Shopify/packwerk

Support for treating package root module as public

Closed this issue · 11 comments

[Enhancement]

We are just beginning to use Packwerk and loving its power! However, it doesn't allow us to follow a common pattern in our existing packaged code. I would like this feature and wanted to see if you'd accept the PR or if we should think about forking.

We commonly follow this directory structure

app/
  domains/
    identity_domain/
      user.rb
      package.yml
    identity_domain.rb
package.yml

In this structure, the root module sharing its name with the package serves as the entry point to the domain:

# app/domains/identity_domain.rb
module IdentityDomain
  def self.get_user(id)
    IdentityDomain::User.find(id)
  end
end

This seems to conflict with Packwerk, because AFAICS there is no way to tell it to treat the root module as public. The best we can come up with is moving the methods to e.g. IdentityDomain::Public::API but this feels quite verbose. I envision solving this with a per package opt-in like:

# app/domains/identity_domain/package.yml
enforce_privacy: true
public_root: true

This seems to overlap with the conversation in #98 but with a much narrower focus. I'm not talking about allowing arbitrary public entrypoints, but rather the option to treat the root module as a public constant.

As I say, would you consider a PR for this? Do you consider this an anti-pattern perhaps?

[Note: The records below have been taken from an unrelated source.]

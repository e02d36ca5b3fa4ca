/// Error types for scene construction, camera updates and geometry generation

/// Result type for lib3d operations
pub type Result<T> = std::result::Result<T, Lib3dError>;

/// Errors raised by the core library.
///
/// Apart from the backend variants, every error here is a precondition
/// violation by the caller. Nothing is clamped or retried.
#[derive(Debug, Clone, PartialEq, thiserror::Error)]
pub enum Lib3dError {
    #[error("invalid latitude: {0}°")]
    InvalidLatitude(f32),

    #[error("invalid longitude: {0}°")]
    InvalidLongitude(f32),

    #[error("invalid camera parameters: {0}")]
    InvalidCameraParameters(String),

    #[error("degenerate camera orientation: {0}")]
    DegenerateOrientation(String),

    #[error("failed to compile shader: {0}")]
    ShaderCompilation(String),

    #[error("failed to link program: {0}")]
    ProgramLink(String),

    #[error("unknown program handle: {0}")]
    UnknownProgram(u32),

    #[error("backend error: {0}")]
    Backend(String),
}
/// Lib3d Core Library - camera math, scene registry and line geometry
///
/// This library projects triangles and lines through a perspective camera
/// and hands flattened attribute buffers to a pluggable render backend.

pub mod context;
pub mod error;
pub mod geometry;
pub mod math;
pub mod primitives;
pub mod projection;
pub mod renderer;
pub mod scene;
pub mod transform;

// Re-export commonly used types
pub use context::Lib3d;
pub use error::{Lib3dError, Result};
pub use geometry::{Color, Handle, Line, Triangle, Vertex};
pub use primitives::{OriginTriad, SphereConfig, SphereGrid};
pub use projection::{Camera, CameraOrientation, CameraParameters, WORLD_UP};
pub use renderer::{ClearState, DepthTest, MockBackend, PrimitiveKind, ProgramHandle, RenderBackend};
pub use scene::{AttributeBuffers, Scene};
pub use transform::Transform;
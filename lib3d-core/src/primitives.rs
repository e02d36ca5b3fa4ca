/// Parametric line geometry: a sphere's meridian/parallel grid and an
/// origin axis triad
///
/// Generators own the handles they emit and rebuild them from scratch on
/// every redraw.
use nalgebra::{Matrix4, Vector4};
use std::f32::consts::PI;

use crate::error::{Lib3dError, Result};
use crate::geometry::{Color, Handle, Line, Vertex};
use crate::math::{matvec4, to_degrees, to_radians};
use crate::scene::Scene;
use crate::transform::Transform;

/// Sphere grid configuration
#[derive(Debug, Clone, PartialEq)]
pub struct SphereConfig {
    /// Extrinsic tilt about X (degrees)
    pub tilt_x_deg: f32,
    /// Extrinsic tilt about Y (degrees)
    pub tilt_y_deg: f32,
    /// Segments per circle
    pub segments: usize,
    /// Meridians around the full circle; each drawn great circle covers two
    pub meridians: usize,
    /// Latitudes of the drawn parallels (degrees)
    pub parallels: Vec<f32>,
    pub line_color: Color,
    /// Color of the 0° meridian and the equator
    pub great_circle_color: Color,
}

impl Default for SphereConfig {
    fn default() -> Self {
        Self {
            tilt_x_deg: 0.0,
            tilt_y_deg: 0.0,
            segments: 50,
            meridians: 24,
            parallels: vec![60.0, 45.0, 30.0, 15.0, 0.0, -15.0, -30.0, -45.0, -60.0],
            line_color: Color::rgb(0.0, 1.0, 1.0),
            great_circle_color: Color::rgb(0.0, 0.75, 1.0),
        }
    }
}

/// Wire-frame sphere centred at the origin, spinning about its polar (Z) axis
#[derive(Debug, Clone)]
pub struct SphereGrid {
    radius: f32,
    config: SphereConfig,
    tilt: Matrix4<f32>,
    line_handles: Vec<Handle>,
}

impl SphereGrid {
    /// Create the grid and draw it at rotation angle 0
    pub fn new(scene: &mut Scene, radius: f32) -> Self {
        Self::with_config(scene, radius, SphereConfig::default())
    }

    pub fn with_config(scene: &mut Scene, radius: f32, config: SphereConfig) -> Self {
        let tilt = Transform::tilt(to_radians(config.tilt_x_deg), to_radians(config.tilt_y_deg));
        let mut sphere = Self {
            radius,
            config,
            tilt,
            line_handles: Vec::new(),
        };
        sphere.draw(scene, 0.0);
        sphere
    }

    pub fn radius(&self) -> f32 {
        self.radius
    }

    pub fn config(&self) -> &SphereConfig {
        &self.config
    }

    /// Handles emitted by the last redraw, in emission order
    pub fn line_handles(&self) -> &[Handle] {
        &self.line_handles
    }

    /// Replace the previous grid with one spun by `rotation_angle` radians
    pub fn draw(&mut self, scene: &mut Scene, rotation_angle: f32) {
        self.remove_all(scene);
        self.draw_meridians(scene, rotation_angle);
        self.draw_parallels(scene);
        log::trace!(
            "sphere grid redrawn at {:.3} rad with {} lines",
            rotation_angle,
            self.line_handles.len()
        );
    }

    /// Remove every line this grid emitted
    pub fn remove_all(&mut self, scene: &mut Scene) {
        for handle in self.line_handles.drain(..) {
            scene.remove_line(handle);
        }
    }

    /// World-space point at the given latitude/longitude (degrees) with the
    /// sphere spun by `rotation_angle` radians.
    ///
    /// Starts at `(radius, 0, 0)`, rotates by `-latitude` about Y, then by
    /// `longitude + rotation_angle` about Z, then applies the tilt.
    pub fn surface_point(&self, latitude_deg: f32, longitude_deg: f32, rotation_angle: f32) -> Result<Vertex> {
        if !(-90.0..=90.0).contains(&latitude_deg) {
            return Err(Lib3dError::InvalidLatitude(latitude_deg));
        }
        if !(-180.0..=180.0).contains(&longitude_deg) {
            return Err(Lib3dError::InvalidLongitude(longitude_deg));
        }
        let rot_lat = Transform::rotation_y(to_radians(-latitude_deg));
        let rot_lon = Transform::rotation_z(to_radians(longitude_deg) + rotation_angle);
        let m = self.tilt * rot_lon * rot_lat;
        Ok(Vertex::from_homogeneous(&matvec4(&m, &Vector4::new(self.radius, 0.0, 0.0, 1.0))))
    }

    fn segment_increment(&self) -> f32 {
        2.0 * PI / self.config.segments as f32
    }

    fn color_for(&self, degrees: f32) -> Color {
        if degrees == 0.0 {
            self.config.great_circle_color
        } else {
            self.config.line_color
        }
    }

    fn draw_meridians(&mut self, scene: &mut Scene, rotation_angle: f32) {
        let meridian_increment = 2.0 * PI / self.config.meridians as f32;
        let step = self.segment_increment();

        for j in 0..self.config.meridians / 2 {
            let plane_angle = j as f32 * meridian_increment;
            let m = self.tilt * Transform::rotation_z(plane_angle + rotation_angle);
            let color = self.color_for(to_degrees(plane_angle));
            let radius = self.radius;

            let points = (0..self.config.segments).map(|i| {
                let theta = i as f32 * step;
                let p = if i == 0 {
                    Vector4::new(radius, 0.0, 0.0, 1.0)
                } else {
                    Vector4::new(radius * theta.cos(), 0.0, radius * theta.sin(), 1.0)
                };
                Vertex::from_homogeneous(&matvec4(&m, &p))
            });
            let points: Vec<Vertex> = points.collect();
            self.emit_loop(scene, &points, color);
        }
    }

    fn draw_parallels(&mut self, scene: &mut Scene) {
        let step = self.segment_increment();

        for lat in self.config.parallels.clone() {
            let height = self.radius * to_radians(lat).sin();
            let circle_radius = self.radius * to_radians(lat).cos();
            let color = self.color_for(lat);

            let points: Vec<Vertex> = (0..self.config.segments)
                .map(|i| {
                    let theta = i as f32 * step;
                    let p = Vector4::new(
                        circle_radius * theta.sin(),
                        circle_radius * theta.cos(),
                        height,
                        1.0,
                    );
                    Vertex::from_homogeneous(&matvec4(&self.tilt, &p))
                })
                .collect();
            self.emit_loop(scene, &points, color);
        }
    }

    /// One segment per consecutive pair, closing back to the first point
    fn emit_loop(&mut self, scene: &mut Scene, points: &[Vertex], color: Color) {
        if points.len() < 2 {
            return;
        }
        for pair in points.windows(2) {
            self.line_handles.push(scene.add_line(Line::new(pair[0], pair[1], color)));
        }
        let last = points[points.len() - 1];
        self.line_handles.push(scene.add_line(Line::new(last, points[0], color)));
    }
}

/// Red/green/blue X/Y/Z axis segments from the origin
#[derive(Debug, Clone)]
pub struct OriginTriad {
    size: f32,
    line_handles: Vec<Handle>,
}

impl OriginTriad {
    pub fn new(scene: &mut Scene, size: f32) -> Self {
        let mut triad = Self {
            size,
            line_handles: Vec::with_capacity(3),
        };
        triad.draw(scene);
        triad
    }

    pub fn line_handles(&self) -> &[Handle] {
        &self.line_handles
    }

    pub fn draw(&mut self, scene: &mut Scene) {
        self.remove_all(scene);

        let s = self.size;
        for (tip, color) in [
            (Vertex::new(s, 0.0, 0.0), Color::RED),
            (Vertex::new(0.0, s, 0.0), Color::GREEN),
            (Vertex::new(0.0, 0.0, s), Color::BLUE),
        ] {
            self.line_handles.push(scene.add_line(Line::new(Vertex::ORIGIN, tip, color)));
        }
    }

    pub fn remove_all(&mut self, scene: &mut Scene) {
        for handle in self.line_handles.drain(..) {
            scene.remove_line(handle);
        }
    }
}
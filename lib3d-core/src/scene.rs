/// Scene registry: the current set of drawable triangles and lines, keyed by
/// content handles, flattened into per-vertex attribute buffers for drawing
use std::collections::{BTreeMap, HashMap};

use crate::geometry::{Color, Handle, Line, Triangle, Vertex};

/// Floats per vertex in both the position and the color buffer
pub const COMPONENTS_PER_VERTEX: usize = 4;

/// Flattened attribute buffers: `[x, y, z, 1]` and `[r, g, b, a]` per vertex
#[derive(Debug, Clone, Default, PartialEq)]
pub struct AttributeBuffers {
    pub positions: Vec<f32>,
    pub colors: Vec<f32>,
}

impl AttributeBuffers {
    fn with_vertices(count: usize) -> Self {
        Self {
            positions: Vec::with_capacity(count * COMPONENTS_PER_VERTEX),
            colors: Vec::with_capacity(count * COMPONENTS_PER_VERTEX),
        }
    }

    fn push_vertex(&mut self, v: &Vertex, c: &Color) {
        self.positions.extend_from_slice(&[v.x, v.y, v.z, 1.0]);
        self.colors.extend_from_slice(&c.to_array());
    }

    pub fn vertex_count(&self) -> usize {
        self.positions.len() / COMPONENTS_PER_VERTEX
    }

    pub fn is_empty(&self) -> bool {
        self.positions.is_empty()
    }
}

/// Handle-keyed map that iterates in first-insertion order.
///
/// Overwriting an existing key keeps its position.
#[derive(Debug, Clone)]
struct OrderedPrimitives<T> {
    entries: HashMap<Handle, (u64, T)>,
    order: BTreeMap<u64, Handle>,
    next_sequence: u64,
}

impl<T> OrderedPrimitives<T> {
    fn new() -> Self {
        Self {
            entries: HashMap::new(),
            order: BTreeMap::new(),
            next_sequence: 0,
        }
    }

    fn insert(&mut self, handle: Handle, value: T) {
        if let Some(entry) = self.entries.get_mut(&handle) {
            entry.1 = value;
            return;
        }
        let sequence = self.next_sequence;
        self.next_sequence += 1;
        self.order.insert(sequence, handle);
        self.entries.insert(handle, (sequence, value));
    }

    fn remove(&mut self, handle: Handle) -> Option<T> {
        let (sequence, value) = self.entries.remove(&handle)?;
        self.order.remove(&sequence);
        Some(value)
    }

    fn clear(&mut self) {
        self.entries.clear();
        self.order.clear();
    }

    fn get(&self, handle: Handle) -> Option<&T> {
        self.entries.get(&handle).map(|(_, value)| value)
    }

    fn len(&self) -> usize {
        self.entries.len()
    }

    fn iter(&self) -> impl Iterator<Item = (Handle, &T)> + '_ {
        self.order
            .values()
            .filter_map(move |handle| self.entries.get(handle).map(|(_, value)| (*handle, value)))
    }
}

/// The set of distinct primitive shapes to draw.
///
/// Identical geometry maps to the same handle, so adding it twice keeps a
/// single entry (the later color wins). Removing an absent handle is a no-op.
#[derive(Debug, Clone)]
pub struct Scene {
    triangles: OrderedPrimitives<Triangle>,
    lines: OrderedPrimitives<Line>,
    generation: u64,
}

impl Scene {
    pub fn new() -> Self {
        Self {
            triangles: OrderedPrimitives::new(),
            lines: OrderedPrimitives::new(),
            generation: 0,
        }
    }

    pub fn add_triangle(&mut self, triangle: Triangle) -> Handle {
        let handle = triangle.handle();
        self.triangles.insert(handle, triangle);
        self.generation += 1;
        handle
    }

    pub fn add_line(&mut self, line: Line) -> Handle {
        let handle = line.handle();
        self.lines.insert(handle, line);
        self.generation += 1;
        handle
    }

    pub fn remove_triangle(&mut self, handle: Handle) {
        if self.triangles.remove(handle).is_some() {
            self.generation += 1;
        }
    }

    pub fn remove_line(&mut self, handle: Handle) {
        if self.lines.remove(handle).is_some() {
            self.generation += 1;
        }
    }

    /// Remove every triangle and line
    pub fn reset(&mut self) {
        self.triangles.clear();
        self.lines.clear();
        self.generation += 1;
    }

    pub fn triangle(&self, handle: Handle) -> Option<&Triangle> {
        self.triangles.get(handle)
    }

    pub fn line(&self, handle: Handle) -> Option<&Line> {
        self.lines.get(handle)
    }

    pub fn contains_triangle(&self, handle: Handle) -> bool {
        self.triangles.get(handle).is_some()
    }

    pub fn contains_line(&self, handle: Handle) -> bool {
        self.lines.get(handle).is_some()
    }

    pub fn triangle_count(&self) -> usize {
        self.triangles.len()
    }

    pub fn line_count(&self) -> usize {
        self.lines.len()
    }

    pub fn is_empty(&self) -> bool {
        self.triangle_count() == 0 && self.line_count() == 0
    }

    /// Triangles in insertion order
    pub fn triangles(&self) -> impl Iterator<Item = (Handle, &Triangle)> + '_ {
        self.triangles.iter()
    }

    /// Lines in insertion order
    pub fn lines(&self) -> impl Iterator<Item = (Handle, &Line)> + '_ {
        self.lines.iter()
    }

    /// Bumped on every change; compare against a stored value to detect
    /// stale flattened buffers
    pub fn generation(&self) -> u64 {
        self.generation
    }

    /// Three vertices per triangle, in insertion order
    pub fn flatten_triangles(&self) -> AttributeBuffers {
        let mut buffers = AttributeBuffers::with_vertices(self.triangle_count() * 3);
        for (_, t) in self.triangles() {
            for v in t.vertices() {
                buffers.push_vertex(&v, &t.color);
            }
        }
        buffers
    }

    /// Two vertices per line, in insertion order
    pub fn flatten_lines(&self) -> AttributeBuffers {
        let mut buffers = AttributeBuffers::with_vertices(self.line_count() * 2);
        for (_, l) in self.lines() {
            for v in l.vertices() {
                buffers.push_vertex(&v, &l.color);
            }
        }
        buffers
    }
}

impl Default for Scene {
    fn default() -> Self {
        Self::new()
    }
}

#[cfg(test)]
mod tests {
    use super::*;

    fn line(x: f32, color: Color) -> Line {
        Line::new(Vertex::ORIGIN, Vertex::new(x, 0.0, 0.0), color)
    }

    fn triangle(z: f32) -> Triangle {
        Triangle::new(
            Vertex::new(1.0, 1.0, z),
            Vertex::new(1.0, 0.0, z),
            Vertex::new(0.0, 1.0, z),
            Color::new(0.72, 0.13, 0.2, 1.0),
        )
    }

    #[test]
    fn test_adding_identical_triangle_keeps_one_entry() {
        let mut scene = Scene::new();
        let a = scene.add_triangle(triangle(-1.0));
        let b = scene.add_triangle(triangle(-1.0));
        assert_eq!(a, b);
        assert_eq!(scene.triangle_count(), 1);
    }

    #[test]
    fn test_overwrite_replaces_color_in_place() {
        let mut scene = Scene::new();
        scene.add_line(line(1.0, Color::RED));
        scene.add_line(line(2.0, Color::GREEN));
        let h = scene.add_line(line(1.0, Color::BLUE));

        assert_eq!(scene.line_count(), 2);
        assert_eq!(scene.line(h).unwrap().color, Color::BLUE);
        let order: Vec<f32> = scene.lines().map(|(_, l)| l.v2.x).collect();
        assert_eq!(order, vec![1.0, 2.0]);
    }

    #[test]
    fn test_removing_absent_handle_is_noop() {
        let mut scene = Scene::new();
        let h = scene.add_triangle(triangle(-1.0));
        let generation = scene.generation();

        scene.remove_triangle(h ^ 1);
        scene.remove_line(h);
        assert_eq!(scene.triangle_count(), 1);
        assert_eq!(scene.generation(), generation);

        scene.remove_triangle(h);
        assert_eq!(scene.triangle_count(), 0);
        assert!(scene.generation() > generation);
    }

    #[test]
    fn test_reset_empties_buffers() {
        let mut scene = Scene::new();
        scene.add_triangle(triangle(-1.0));
        scene.add_line(line(1.0, Color::RED));
        scene.reset();

        assert!(scene.is_empty());
        assert!(scene.flatten_triangles().is_empty());
        assert_eq!(scene.flatten_lines().positions.len(), 0);
        assert_eq!(scene.flatten_lines().colors.len(), 0);
    }

    #[test]
    fn test_flatten_triangles_layout() {
        let mut scene = Scene::new();
        scene.add_triangle(triangle(-1.0));
        scene.add_triangle(triangle(0.0));

        let buffers = scene.flatten_triangles();
        assert_eq!(buffers.vertex_count(), 6);
        assert_eq!(buffers.colors.len(), 24);
        assert_eq!(&buffers.positions[0..4], &[1.0, 1.0, -1.0, 1.0]);
        assert_eq!(&buffers.positions[12..16], &[1.0, 1.0, 0.0, 1.0]);
        assert_eq!(&buffers.colors[4..8], &[0.72, 0.13, 0.2, 1.0]);
    }

    #[test]
    fn test_order_survives_removal() {
        let mut scene = Scene::new();
        let handles: Vec<Handle> = (1..=4).map(|i| scene.add_line(line(i as f32, Color::RED))).collect();
        scene.remove_line(handles[1]);
        // re-added after removal goes to the back
        scene.add_line(line(2.0, Color::RED));

        let order: Vec<f32> = scene.lines().map(|(_, l)| l.v2.x).collect();
        assert_eq!(order, vec![1.0, 3.0, 4.0, 2.0]);

        let buffers = scene.flatten_lines();
        assert_eq!(buffers.vertex_count(), 8);
        assert_eq!(&buffers.positions[4..8], &[1.0, 0.0, 0.0, 1.0]);
    }
}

ah, so this relates to how autoload roots and package roots interact, as the namespace path starts at the autoload root.

For us, most packages contain autoload roots, so that we don't have this problem. E.g. for the most of our packages, a file path may be components/sales/app/models/something.rb; the package would be components/sales and the autoload path would be components/sales/app/models.

We do have some packages within those packages, and packages within lib, that don't fit this pattern.

The solution you propose ("public root") would require a robust definition of what a root is; actually, following packwerk conventions, the identity_domain.rb file in your example wouldn't be contained in the app/domains/identity_domain package at all.

One way we work around that problem when it occurs is just more nesting, similar to your IdentityDomain::Public::API example. But many of those smaller packages don't enforce privacy in our case so that we don't need two additional levels of nesting.

I see that this is not fantastic and am open to other solutions.

One that I can think of is to smartly define autoload roots for each package, e.g. per making all packages rails engines.

Hey @exterm, thanks for engaging even though you don't need this functionality :)

actually, following packwerk conventions, the identity_domain.rb file in your example wouldn't be contained in the app/domains/identity_domain package at all.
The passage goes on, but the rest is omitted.